About this task:
Among the records below, find each line containing the word "return" and copy it.

Available data:
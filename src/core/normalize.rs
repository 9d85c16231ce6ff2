use crate::io::manifest;
use crate::types::{
    PlanError, PlanResult, Platform, PolarizationMode, SceneRecord,
};
use chrono::NaiveDateTime;
use std::path::Path;

/// Number of underscore tokens a scene name must provide (through the unique
/// id), part of the acquisition-catalog naming convention
const MIN_NAME_TOKENS: usize = 9;

/// Orbit repeat cycle of the Sentinel-1 constellation
const ORBIT_CYCLE: i64 = 175;

/// Parses one catalog identifier into a `SceneRecord`.
///
/// The identifier is a path to a `.SAFE` directory whose last segment is the
/// scene name, e.g.
/// `S1A_IW_SLC__1SDV_20200103T170815_20200103T170842_030639_0382D5_DADE.SAFE`.
/// Tokenization is positional over underscore-delimited segments (double
/// underscores collapsed first); this is a fixed external contract.
pub fn parse_scene(identifier: &str) -> PlanResult<SceneRecord> {
    let trimmed = identifier.trim_end_matches('/');
    let name = trimmed
        .rsplit('/')
        .next()
        .ok_or_else(|| PlanError::MalformedIdentifier(identifier.to_string()))?;
    let name = name.replace("__", "_");
    let tokens: Vec<&str> = name.split('_').collect();
    if tokens.len() < MIN_NAME_TOKENS {
        return Err(PlanError::MalformedIdentifier(format!(
            "{} ({} tokens, expected {})",
            identifier,
            tokens.len(),
            MIN_NAME_TOKENS
        )));
    }

    let platform = match tokens[0] {
        "S1A" => Platform::S1A,
        "S1B" => Platform::S1B,
        other => {
            return Err(PlanError::MalformedIdentifier(format!(
                "unknown platform {} in {}",
                other, identifier
            )))
        }
    };

    let polarization = if tokens[3] == "1SDH" {
        PolarizationMode::DualHH
    } else {
        PolarizationMode::DualVV
    };

    let start_time = parse_timestamp(tokens[4], identifier)?;
    let stop_time = parse_timestamp(tokens[5], identifier)?;

    let absolute_orbit: u32 = tokens[6].parse().map_err(|_| {
        PlanError::MalformedIdentifier(format!(
            "bad absolute orbit {} in {}",
            tokens[6], identifier
        ))
    })?;

    let unique_id = tokens[8].replace(".SAFE", "");

    Ok(SceneRecord {
        path: trimmed.to_string(),
        platform,
        polarization,
        start_time,
        stop_time,
        absolute_orbit,
        relative_orbit: relative_orbit(platform, absolute_orbit),
        orbit_direction: manifest::orbit_direction(Path::new(trimmed)),
        unique_id,
    })
}

fn parse_timestamp(token: &str, identifier: &str) -> PlanResult<NaiveDateTime> {
    NaiveDateTime::parse_from_str(token, "%Y%m%dT%H%M%S").map_err(|_| {
        PlanError::MalformedIdentifier(format!("bad timestamp {} in {}", token, identifier))
    })
}

/// Relative orbit (ground track) from the absolute orbit counter.
///
/// Mathematical modulo keeps the result in 1..=175 even for absolute orbits
/// below the platform bias, where a float remainder would go negative.
pub fn relative_orbit(platform: Platform, absolute_orbit: u32) -> u32 {
    let biased = absolute_orbit as i64 - platform.orbit_bias();
    (biased.rem_euclid(ORBIT_CYCLE) + 1) as u32
}

/// Normalizes all identifiers, skipping malformed entries so one bad record
/// never aborts the batch
pub fn normalize_all(tiles: &[String]) -> Vec<SceneRecord> {
    let mut records = Vec::with_capacity(tiles.len());
    for tile in tiles {
        match parse_scene(tile) {
            Ok(record) => records.push(record),
            Err(e) => log::warn!("skipping record: {}", e),
        }
    }
    log::info!("normalized {} of {} identifiers", records.len(), tiles.len());
    records
}

#[cfg(test)]
mod tests {
    use super::*;
    use crate::types::OrbitDirection;

    const SCENE: &str =
        "/data/S1A_IW_SLC__1SDV_20200103T170815_20200103T170842_030639_0382D5_DADE.SAFE";

    #[test]
    fn test_parse_scene_fields() {
        let record = parse_scene(SCENE).unwrap();
        assert_eq!(record.platform, Platform::S1A);
        assert_eq!(record.polarization, PolarizationMode::DualVV);
        assert_eq!(record.date_token(), "20200103");
        assert_eq!(record.hour_token(), "17");
        assert_eq!(record.absolute_orbit, 30639);
        assert_eq!(record.unique_id, "DADE");
        assert_eq!(record.path, SCENE);
        // no manifest on disk: direction degrades to unknown
        assert_eq!(record.orbit_direction, OrbitDirection::Unknown);
    }

    #[test]
    fn test_parse_cross_pol_scene() {
        let scene =
            "/data/S1B_IW_SLC__1SDH_20200103T170815_20200103T170842_019568_0382D5_AB01.SAFE";
        let record = parse_scene(scene).unwrap();
        assert_eq!(record.platform, Platform::S1B);
        assert_eq!(record.polarization, PolarizationMode::DualHH);
    }

    #[test]
    fn test_malformed_identifier() {
        assert!(matches!(
            parse_scene("/data/S1A_broken"),
            Err(PlanError::MalformedIdentifier(_))
        ));
        assert!(matches!(
            parse_scene(
                "/data/S9X_IW_SLC__1SDV_20200103T170815_20200103T170842_030639_0382D5_DADE.SAFE"
            ),
            Err(PlanError::MalformedIdentifier(_))
        ));
    }

    #[test]
    fn test_relative_orbit_fixed_points() {
        assert_eq!(relative_orbit(Platform::S1A, 73), 1);
        assert_eq!(relative_orbit(Platform::S1A, 247), 175);
        assert_eq!(relative_orbit(Platform::S1A, 248), 1);
        assert_eq!(relative_orbit(Platform::S1B, 27), 1);
    }

    #[test]
    fn test_relative_orbit_below_bias_wraps() {
        // absolute orbit below the platform bias must stay in 1..=175
        assert_eq!(relative_orbit(Platform::S1A, 72), 175);
        assert_eq!(relative_orbit(Platform::S1A, 0), 103);
    }

    #[test]
    fn test_normalize_all_skips_malformed() {
        let tiles = vec![SCENE.to_string(), "/data/garbage".to_string()];
        let records = normalize_all(&tiles);
        assert_eq!(records.len(), 1);
    }
}
use crate::io::manifest::read_scene_manifest;
use crate::types::{PlanError, PlanResult};
use geo::{Area, BooleanOps, Coord, Intersects, LineString, Polygon};
use std::path::Path;

/// On-ground boundary of one acquisition, derived from the manifest's
/// ground-control polygon. Computed on demand and never cached across
/// predicate evaluations.
#[derive(Debug, Clone)]
pub struct Footprint {
    polygon: Polygon<f64>,
}

impl Footprint {
    /// Reads the footprint from `<scene>/manifest.safe`
    pub fn from_scene(scene: &Path) -> PlanResult<Footprint> {
        let manifest = read_scene_manifest(scene)?;
        let coords = manifest
            .coordinates
            .ok_or_else(|| PlanError::MetadataMissing {
                scene: scene.display().to_string(),
                element: "gml:coordinates".to_string(),
            })?;
        Footprint::from_coordinates(&coords)
    }

    /// Parses the manifest coordinate list: whitespace-separated points in
    /// `lat,lon` order, swapped here to lon/lat. The ring is closed by the
    /// polygon constructor.
    pub fn from_coordinates(text: &str) -> PlanResult<Footprint> {
        let mut ring: Vec<Coord<f64>> = Vec::new();
        for point in text.split_whitespace() {
            let (lat, lon) = point
                .split_once(',')
                .ok_or_else(|| PlanError::Geometry(format!("bad coordinate pair: {}", point)))?;
            let lat: f64 = lat
                .trim()
                .parse()
                .map_err(|_| PlanError::Geometry(format!("bad latitude: {}", lat)))?;
            let lon: f64 = lon
                .trim()
                .parse()
                .map_err(|_| PlanError::Geometry(format!("bad longitude: {}", lon)))?;
            ring.push(Coord { x: lon, y: lat });
        }
        if ring.len() < 4 {
            return Err(PlanError::Geometry(format!(
                "footprint needs at least 4 points, got {}",
                ring.len()
            )));
        }
        Ok(Footprint {
            polygon: Polygon::new(LineString::from(ring), vec![]),
        })
    }

    pub fn polygon(&self) -> &Polygon<f64> {
        &self.polygon
    }

    /// Intersection area with another footprint, in degrees squared
    pub fn overlap_area(&self, other: &Footprint) -> f64 {
        self.polygon.intersection(&other.polygon).unsigned_area()
    }

    /// Intersection test with every vertex coordinate floored to 2 decimal
    /// places first. Adjacent slice footprints disagree in the last digits
    /// because their metadata is generated independently; flooring restores
    /// the intended touching relationship. Not a precision operation.
    pub fn rounded_intersects(&self, other: &Footprint) -> bool {
        floor_vertices(&self.polygon).intersects(&floor_vertices(&other.polygon))
    }

    /// Splits the footprint into three along-track sub-polygons by linear
    /// interpolation of the long edges (vertex pairs 0-1 and 2-3) at 1/3 and
    /// 2/3. Index order corresponds to subswaths IW3, IW2, IW1 (far-to-near);
    /// downstream overlap checks index into the triple positionally.
    pub fn thirds(&self) -> PlanResult<[Polygon<f64>; 3]> {
        let ring = &self.polygon.exterior().0;
        if ring.len() < 4 {
            return Err(PlanError::Geometry(
                "footprint is not a quadrilateral".to_string(),
            ));
        }
        let (l1p4, l1p1) = (ring[0], ring[1]);
        let (l2p1, l2p4) = (ring[2], ring[3]);

        let l1p2 = lerp(l1p4, l1p1, 2.0 / 3.0);
        let l1p3 = lerp(l1p4, l1p1, 1.0 / 3.0);
        let l2p2 = lerp(l2p1, l2p4, 1.0 / 3.0);
        let l2p3 = lerp(l2p1, l2p4, 2.0 / 3.0);

        Ok([
            quad(l1p1, l1p2, l2p2, l2p1),
            quad(l1p2, l1p3, l2p3, l2p2),
            quad(l1p3, l1p4, l2p4, l2p3),
        ])
    }
}

fn lerp(a: Coord<f64>, b: Coord<f64>, t: f64) -> Coord<f64> {
    Coord {
        x: a.x * (1.0 - t) + b.x * t,
        y: a.y * (1.0 - t) + b.y * t,
    }
}

fn quad(a: Coord<f64>, b: Coord<f64>, c: Coord<f64>, d: Coord<f64>) -> Polygon<f64> {
    Polygon::new(LineString::from(vec![a, b, c, d]), vec![])
}

fn floor_vertices(polygon: &Polygon<f64>) -> Polygon<f64> {
    let floor2 = |v: f64| (v * 100.0).floor() / 100.0;
    let ring: Vec<Coord<f64>> = polygon
        .exterior()
        .0
        .iter()
        .map(|c| Coord {
            x: floor2(c.x),
            y: floor2(c.y),
        })
        .collect();
    Polygon::new(LineString::from(ring), vec![])
}

/// Overlap area between two scene footprints; metadata or geometry failures
/// degrade to 0.0 so the grouping algorithm stays total.
pub fn overlap_area(scene_a: &Path, scene_b: &Path) -> f64 {
    match (Footprint::from_scene(scene_a), Footprint::from_scene(scene_b)) {
        (Ok(a), Ok(b)) => a.overlap_area(&b),
        (Err(e), _) | (_, Err(e)) => {
            log::warn!("overlap area unavailable, assuming 0: {}", e);
            0.0
        }
    }
}

/// Rounding-tolerant intersection between two scene footprints; failures
/// degrade to false.
pub fn rounded_intersects(scene_a: &Path, scene_b: &Path) -> bool {
    match (Footprint::from_scene(scene_a), Footprint::from_scene(scene_b)) {
        (Ok(a), Ok(b)) => a.rounded_intersects(&b),
        (Err(e), _) | (_, Err(e)) => {
            log::warn!("intersection test unavailable, assuming disjoint: {}", e);
            false
        }
    }
}

/// Flags which of the scene's three subswath thirds intersect the area of
/// interest. No AOI means every subswath is relevant; an AOI outside the
/// footprint yields no valid subswath.
pub fn aoi_subswath_overlap(
    scene: &Path,
    aoi: Option<&Polygon<f64>>,
) -> PlanResult<[bool; 3]> {
    let aoi = match aoi {
        None => return Ok([true, true, true]),
        Some(aoi) => aoi,
    };

    let footprint = Footprint::from_scene(scene)?;
    if !footprint.polygon().intersects(aoi) {
        log::warn!(
            "AOI does not intersect footprint of {}, no valid subswath",
            scene.display()
        );
        return Ok([false, false, false]);
    }

    let thirds = footprint.thirds()?;
    Ok([
        thirds[0].intersects(aoi),
        thirds[1].intersects(aoi),
        thirds[2].intersects(aoi),
    ])
}

/// Maps subswath overlap flags to SNAP subswath identifiers (index 0 is the
/// far subswath IW3)
pub fn subswath_names(flags: [bool; 3]) -> Vec<String> {
    flags
        .iter()
        .enumerate()
        .filter(|(_, valid)| **valid)
        .map(|(i, _)| format!("IW{}", 3 - i))
        .collect()
}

Exercise output:
        return Err(PlanError::MalformedIdentifier(format!(
            return Err(PlanError::MalformedIdentifier(format!(
            return Err(PlanError::Geometry(format!(
            return Err(PlanError::Geometry(
        None => return Ok([true, true, true]),
        return Ok([false, false, false]);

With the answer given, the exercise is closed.